The wider flaw at the heart of the democratic peace theory, as others have long discussed, is that its dependent variable (peace/war) is based on an essentially contested concept that is historically, geographically, and institutionally disparate. The United States does not, for instance, resemble in any way a democracy as compared to Switzerland. In fact, many would argue it to be an oligarchy: but few want to talk about the oligarchal peace, now do they? The whole theory- and this is what Barkawi has been talking about for ages- is based on reinscribing ideological categories: whatever the U.S. says is good = democratic, whatever the U.S. says is bad = non-democratic.

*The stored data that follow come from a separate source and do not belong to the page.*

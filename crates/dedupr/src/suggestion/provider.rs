//! Suggestion provider trait and types.

use indexmap::IndexMap;
use serde::{Deserialize, Serialize};

use crate::classifier::{Classifier, DatasetType};
use crate::error::Result;

/// Sample of one column sent to a provider.
#[derive(Debug, Clone, PartialEq, Eq, Serialize, Deserialize)]
pub struct ColumnSample {
    pub column_id: String,
    pub label: String,
    /// First non-blank values of the column.
    pub samples: Vec<String>,
}

/// A classifier offered to the provider.
#[derive(Debug, Clone, PartialEq, Eq, Serialize, Deserialize)]
pub struct ClassifierContext {
    /// Namespaced classifier id.
    pub id: String,
    /// What columns this classifier recognizes.
    pub situation: String,
}

impl From<&Classifier> for ClassifierContext {
    fn from(classifier: &Classifier) -> Self {
        Self {
            id: classifier.id.to_string(),
            situation: classifier.situation.to_string(),
        }
    }
}

/// Input for classification suggestions.
#[derive(Debug, Clone, PartialEq, Serialize, Deserialize)]
pub struct ClassificationRequest {
    pub dataset_type: DatasetType,
    pub columns: Vec<ColumnSample>,
    /// Classifiers allowed for the dataset type.
    pub classifiers: Vec<ClassifierContext>,
}

/// A classification as returned by a provider, before validation.
#[derive(Debug, Clone, PartialEq, Eq, Serialize, Deserialize)]
pub struct RawSuggestion {
    pub column_id: String,
    pub classification: String,
}

impl RawSuggestion {
    pub fn new(column_id: impl Into<String>, classification: impl Into<String>) -> Self {
        Self {
            column_id: column_id.into(),
            classification: classification.into(),
        }
    }
}

/// Input for a value transformation.
#[derive(Debug, Clone, PartialEq, Eq, Serialize, Deserialize)]
pub struct TransformationRequest {
    pub column_id: String,
    pub label: String,
    /// Distinct non-blank values of the column, in first-seen order.
    pub values: Vec<String>,
    /// What the user wants done to the values.
    pub prompt: String,
}

/// Configuration for suggestion providers.
#[derive(Debug, Clone)]
pub struct LlmConfig {
    /// Model to use (e.g., "gpt-4o").
    pub model: String,

    /// Maximum tokens in response.
    pub max_tokens: usize,

    /// Temperature for generation (0.0-1.0).
    pub temperature: f64,

    /// Largest estimated prompt size accepted, in tokens.
    pub token_limit: usize,

    /// Values sampled per column for classification.
    pub sample_size: usize,
}

impl Default for LlmConfig {
    fn default() -> Self {
        Self {
            model: "gpt-4o".to_string(),
            max_tokens: 2048,
            temperature: 0.0,
            token_limit: 8000,
            sample_size: 10,
        }
    }
}

impl LlmConfig {
    pub fn with_model(mut self, model: impl Into<String>) -> Self {
        self.model = model.into();
        self
    }

    pub fn with_token_limit(mut self, token_limit: usize) -> Self {
        self.token_limit = token_limit;
        self
    }

    pub fn with_sample_size(mut self, sample_size: usize) -> Self {
        self.sample_size = sample_size;
        self
    }
}

/// Trait for suggestion providers.
///
/// Implementations must be thread-safe (Send + Sync). Output is
/// untrusted; callers validate it against the registry and dataset.
pub trait SuggestionProvider: Send + Sync {
    /// Propose at most one classification per column.
    fn suggest_classifications(&self, request: &ClassificationRequest) -> Result<Vec<RawSuggestion>>;

    /// Propose replacements for column values.
    ///
    /// # Returns
    /// Mapping from existing value to replacement
    fn generate_transformation(
        &self,
        request: &TransformationRequest,
    ) -> Result<IndexMap<String, String>>;

    /// Guess whether the columns describe people or companies.
    fn detect_dataset_type(&self, columns: &[ColumnSample]) -> Result<Option<DatasetType>>;

    /// Get the configuration for this provider.
    fn config(&self) -> &LlmConfig;

    /// Get the name of this provider (for logging/debugging).
    fn name(&self) -> &str;
}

I’m not arguing that the democratic peace as ideological categories isn’t a bad argument. My point is that a covert action — by its very definition is to remain unknown. The definition–at least in this country is “an activity or activities [designed] to
influence political, economic, or military conditions abroad, where it is
intended that the role [of the intervening state] not be apparent or
acknowledged publicly.” Thus when the United States – or “CIA” or whatever – is known to have completed the operation, which could have achieved or not achieved its particular goals, if the role of the intervening state becomes acknowledged it has failed as a “covert” action. Moreover, there is a difference between war (i.e. hostilities) and other coercive activities that do not rise to the threshold of war. If you want to claim that any use of force amounts to war, this goes against almost all commonsense and legal thinking on the matter. Are sanctions uses of force? They are clearly coercive, but does that mean they are “undeclared illegal war”? No. And, the United Nations has ruled that one can impose economic coercive actions on states without violating Article 2(4). Is propaganda war? Then Voice of America seems to be waging war everywhere. Thus one must make room for all the other types of covert actions that do not collapse into a “war/peace” dichotomy because that is a false dichotomy.